* [WHAT YOU SHOULD DO] Lines containing "extractors" should be pulled from the material below.

EXTRACTED INFORMATION: Begin

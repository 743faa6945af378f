pub mod extractors;
pub mod middleware;
pub mod password;
pub mod token;

use serde::{Deserialize, Serialize};

// Re-export necessary items
pub use extractors::AuthContext;
pub use middleware::{Authenticate, Authorize};
pub use password::{BcryptHasher, PasswordHasher};
pub use token::{Claims, JwtService, TokenService};

/// Response returned by a successful login.
///
/// The token is the only credential issued; there is no session or refresh token.
#[derive(Debug, Serialize, Deserialize)]
pub struct LoginResponse {
    pub message: String,
    pub token: String,
}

EXTRACTED INFORMATION: End

* [TASK ANSWER]
pub mod extractors;
pub use extractors::AuthContext;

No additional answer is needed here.